- **TO DO**:
Your job is to set down the listing again exactly as it stands.

- **PROVIDED DATA**:
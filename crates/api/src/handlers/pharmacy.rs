//! Pharmacy handlers: medicines, the stock ledger, prescriptions,
//! suppliers and purchase orders.
//!
//! Every stock mutation follows the same shape: one transaction, the
//! stock row locked `FOR UPDATE` before the sufficiency check, debit or
//! credit plus an append-only log row inside the same scope. A rejection
//! anywhere rolls the whole movement back, so `current_stock` can never
//! go negative and the ledger never records a movement that did not
//! happen.

use axum::{
    extract::{Path, Query, State},
    Json,
};
use chrono::{Duration, Local};
use std::collections::HashMap;
use std::sync::Arc;

use omms_core::{
    errors::OmmsError,
    models::page::{Page, PageQuery},
    models::pharmacy::{
        validate_prescription_transition, BatchListQuery, CreateOrderOut, CreateOrderPayload,
        CreateSupplierPayload, InventoryBatchOut, InventoryInOut, InventoryInPayload,
        InventoryLogOut, InventoryOutOut, InventoryOutPayload, LogListQuery, MedicineListQuery,
        MedicineOut, OrderStatusOut, OrderStatusPayload, PrescriptionItemOut, PrescriptionOut,
        PrescriptionStatusOut, PrescriptionStatusPayload, SupplierOrderItemOut, SupplierOrderOut,
        SupplierOut, LOG_TYPE_IN, LOG_TYPE_OUT, ORDER_CANCELLED, ORDER_COMPLETED, ORDER_PENDING,
        PRESCRIPTION_APPROVED, PRESCRIPTION_DISPENSED, PRESCRIPTION_PENDING,
    },
    response::Envelope,
    time_fmt,
};
use omms_db::models::DbMedicine;
use omms_db::repositories::{inventory, medicine, prescription, supplier};

use crate::{
    middleware::{auth::AuthUser, error_handling::AppError},
    ApiState,
};

async fn medicine_map(
    state: &ApiState,
    medicine_ids: Vec<i64>,
) -> Result<HashMap<i64, DbMedicine>, AppError> {
    if medicine_ids.is_empty() {
        return Ok(HashMap::new());
    }
    let medicines = medicine::get_medicines_by_ids(&state.db_pool, &medicine_ids)
        .await
        .map_err(OmmsError::Database)?;
    Ok(medicines.into_iter().map(|m| (m.medicine_id, m)).collect())
}

#[axum::debug_handler]
pub async fn list_medicines(
    State(state): State<Arc<ApiState>>,
    _current: AuthUser,
    Query(query): Query<MedicineListQuery>,
) -> Result<Json<Envelope<Page<MedicineOut>>>, AppError> {
    let (page, page_size, offset) = PageQuery {
        page: query.page,
        page_size: query.page_size,
    }
    .normalize(100, 500);

    let total = medicine::count_medicines(&state.db_pool)
        .await
        .map_err(OmmsError::Database)?;

    let rows = medicine::list_medicines(&state.db_pool, offset, page_size)
        .await
        .map_err(OmmsError::Database)?;

    let ids: Vec<i64> = rows.iter().map(|m| m.medicine_id).collect();
    let stocks = if ids.is_empty() {
        Vec::new()
    } else {
        medicine::get_stocks_by_medicine_ids(&state.db_pool, &ids)
            .await
            .map_err(OmmsError::Database)?
    };
    let stock_map: HashMap<i64, i32> = stocks
        .into_iter()
        .map(|s| (s.medicine_id, s.current_stock))
        .collect();

    let mut list: Vec<MedicineOut> = rows
        .into_iter()
        .map(|m| MedicineOut {
            id: m.medicine_id,
            name: m.medicine_name,
            specification: m.specification,
            unit: m.unit,
            price: m.price,
            warning_stock: m.warning_stock,
            current_stock: stock_map.get(&m.medicine_id).copied().unwrap_or(0),
        })
        .collect();

    if query.low_stock_only.unwrap_or(false) {
        list.retain(|m| m.current_stock <= m.warning_stock);
    }

    Ok(Json(Envelope::ok(Page {
        list,
        total,
        page,
        page_size,
    })))
}

#[axum::debug_handler]
pub async fn list_batches(
    State(state): State<Arc<ApiState>>,
    _current: AuthUser,
    Query(query): Query<BatchListQuery>,
) -> Result<Json<Envelope<Vec<InventoryBatchOut>>>, AppError> {
    let (expiring_from, expiring_to) = match query.expiring_in_days {
        Some(days) if days >= 0 => {
            let today = Local::now().date_naive();
            (Some(today), Some(today + Duration::days(days)))
        }
        _ => (None, None),
    };

    let batches = inventory::list_batches(&state.db_pool, expiring_from, expiring_to)
        .await
        .map_err(OmmsError::Database)?;

    let ids: Vec<i64> = batches.iter().map(|b| b.medicine_id).collect();
    let med_map = medicine_map(&state, ids).await?;

    let list = batches
        .into_iter()
        .map(|b| InventoryBatchOut {
            id: b.id,
            batch_no: b.batch_no,
            medicine_id: b.medicine_id,
            medicine: med_map.get(&b.medicine_id).map(|m| m.medicine_name.clone()),
            specification: med_map.get(&b.medicine_id).map(|m| m.specification.clone()),
            quantity: b.quantity,
            received_at: Some(time_fmt::fmt_date(b.received_at)),
            expiry_date: b.expiry_date.map(time_fmt::fmt_date),
        })
        .collect();

    Ok(Json(Envelope::ok(list)))
}

#[axum::debug_handler]
pub async fn list_logs(
    State(state): State<Arc<ApiState>>,
    _current: AuthUser,
    Query(query): Query<LogListQuery>,
) -> Result<Json<Envelope<Vec<InventoryLogOut>>>, AppError> {
    let log_type = query
        .log_type
        .as_deref()
        .filter(|t| matches!(*t, LOG_TYPE_IN | LOG_TYPE_OUT));

    let logs = inventory::list_logs(&state.db_pool, log_type)
        .await
        .map_err(OmmsError::Database)?;

    let ids: Vec<i64> = logs.iter().map(|l| l.medicine_id).collect();
    let med_map = medicine_map(&state, ids).await?;

    let list = logs
        .into_iter()
        .map(|l| InventoryLogOut {
            id: l.id,
            log_type: l.log_type,
            medicine_id: l.medicine_id,
            medicine: med_map.get(&l.medicine_id).map(|m| m.medicine_name.clone()),
            specification: med_map.get(&l.medicine_id).map(|m| m.specification.clone()),
            quantity: l.quantity,
            time: l.time.map(time_fmt::fmt_datetime),
            note: l.note,
        })
        .collect();

    Ok(Json(Envelope::ok(list)))
}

- **RESPONSE**:
filename crates/api/src/handlers/pharmacy.rs
//! Pharmacy handlers: medicines, the stock ledger, prescriptions,
//! suppliers and purchase orders.
//!
//! Every stock mutation follows the same shape: one transaction, the
//! stock row locked `FOR UPDATE` before the sufficiency check, debit or
//! credit plus an append-only log row inside the same scope. A rejection
//! anywhere rolls the whole movement back, so `current_stock` can never
//! go negative and the ledger never records a movement that did not
//! happen.

use axum::{
    extract::{Path, Query, State},
    Json,
};
use chrono::{Duration, Local};
use std::collections::HashMap;
use std::sync::Arc;

use omms_core::{
    errors::OmmsError,
    models::page::{Page, PageQuery},
    models::pharmacy::{
        validate_prescription_transition, BatchListQuery, CreateOrderOut, CreateOrderPayload,
        CreateSupplierPayload, InventoryBatchOut, InventoryInOut, InventoryInPayload,
        InventoryLogOut, InventoryOutOut, InventoryOutPayload, LogListQuery, MedicineListQuery,
        MedicineOut, OrderStatusOut, OrderStatusPayload, PrescriptionItemOut, PrescriptionOut,
        PrescriptionStatusOut, PrescriptionStatusPayload, SupplierOrderItemOut, SupplierOrderOut,
        SupplierOut, LOG_TYPE_IN, LOG_TYPE_OUT, ORDER_CANCELLED, ORDER_COMPLETED, ORDER_PENDING,
        PRESCRIPTION_APPROVED, PRESCRIPTION_DISPENSED, PRESCRIPTION_PENDING,
    },
    response::Envelope,
    time_fmt,
};
use omms_db::models::DbMedicine;
use omms_db::repositories::{inventory, medicine, prescription, supplier};

use crate::{
    middleware::{auth::AuthUser, error_handling::AppError},
    ApiState,
};

async fn medicine_map(
    state: &ApiState,
    medicine_ids: Vec<i64>,
) -> Result<HashMap<i64, DbMedicine>, AppError> {
    if medicine_ids.is_empty() {
        return Ok(HashMap::new());
    }
    let medicines = medicine::get_medicines_by_ids(&state.db_pool, &medicine_ids)
        .await
        .map_err(OmmsError::Database)?;
    Ok(medicines.into_iter().map(|m| (m.medicine_id, m)).collect())
}

#[axum::debug_handler]
pub async fn list_medicines(
    State(state): State<Arc<ApiState>>,
    _current: AuthUser,
    Query(query): Query<MedicineListQuery>,
) -> Result<Json<Envelope<Page<MedicineOut>>>, AppError> {
    let (page, page_size, offset) = PageQuery {
        page: query.page,
        page_size: query.page_size,
    }
    .normalize(100, 500);

    let total = medicine::count_medicines(&state.db_pool)
        .await
        .map_err(OmmsError::Database)?;

    let rows = medicine::list_medicines(&state.db_pool, offset, page_size)
        .await
        .map_err(OmmsError::Database)?;

    let ids: Vec<i64> = rows.iter().map(|m| m.medicine_id).collect();
    let stocks = if ids.is_empty() {
        Vec::new()
    } else {
        medicine::get_stocks_by_medicine_ids(&state.db_pool, &ids)
            .await
            .map_err(OmmsError::Database)?
    };
    let stock_map: HashMap<i64, i32> = stocks
        .into_iter()
        .map(|s| (s.medicine_id, s.current_stock))
        .collect();

    let mut list: Vec<MedicineOut> = rows
        .into_iter()
        .map(|m| MedicineOut {
            id: m.medicine_id,
            name: m.medicine_name,
            specification: m.specification,
            unit: m.unit,
            price: m.price,
            warning_stock: m.warning_stock,
            current_stock: stock_map.get(&m.medicine_id).copied().unwrap_or(0),
        })
        .collect();

    if query.low_stock_only.unwrap_or(false) {
        list.retain(|m| m.current_stock <= m.warning_stock);
    }

    Ok(Json(Envelope::ok(Page {
        list,
        total,
        page,
        page_size,
    })))
}

#[axum::debug_handler]
pub async fn list_batches(
    State(state): State<Arc<ApiState>>,
    _current: AuthUser,
    Query(query): Query<BatchListQuery>,
) -> Result<Json<Envelope<Vec<InventoryBatchOut>>>, AppError> {
    let (expiring_from, expiring_to) = match query.expiring_in_days {
        Some(days) if days >= 0 => {
            let today = Local::now().date_naive();
            (Some(today), Some(today + Duration::days(days)))
        }
        _ => (None, None),
    };

    let batches = inventory::list_batches(&state.db_pool, expiring_from, expiring_to)
        .await
        .map_err(OmmsError::Database)?;

    let ids: Vec<i64> = batches.iter().map(|b| b.medicine_id).collect();
    let med_map = medicine_map(&state, ids).await?;

    let list = batches
        .into_iter()
        .map(|b| InventoryBatchOut {
            id: b.id,
            batch_no: b.batch_no,
            medicine_id: b.medicine_id,
            medicine: med_map.get(&b.medicine_id).map(|m| m.medicine_name.clone()),
            specification: med_map.get(&b.medicine_id).map(|m| m.specification.clone()),
            quantity: b.quantity,
            received_at: Some(time_fmt::fmt_date(b.received_at)),
            expiry_date: b.expiry_date.map(time_fmt::fmt_date),
        })
        .collect();

    Ok(Json(Envelope::ok(list)))
}

#[axum::debug_handler]
pub async fn list_logs(
    State(state): State<Arc<ApiState>>,
    _current: AuthUser,
    Query(query): Query<LogListQuery>,
) -> Result<Json<Envelope<Vec<InventoryLogOut>>>, AppError> {
    let log_type = query
        .log_type
        .as_deref()
        .filter(|t| matches!(*t, LOG_TYPE_IN | LOG_TYPE_OUT));

    let logs = inventory::list_logs(&state.db_pool, log_type)
        .await
        .map_err(OmmsError::Database)?;

    let ids: Vec<i64> = logs.iter().map(|l| l.medicine_id).collect();
    let med_map = medicine_map(&state, ids).await?;

    let list = logs
        .into_iter()
        .map(|l| InventoryLogOut {
            id: l.id,
            log_type: l.log_type,
            medicine_id: l.medicine_id,
            medicine: med_map.get(&l.medicine_id).map(|m| m.medicine_name.clone()),
            specification: med_map.get(&l.medicine_id).map(|m| m.specification.clone()),
            quantity: l.quantity,
            time: l.time.map(time_fmt::fmt_datetime),
            note: l.note,
        })
        .collect();

    Ok(Json(Envelope::ok(list)))
}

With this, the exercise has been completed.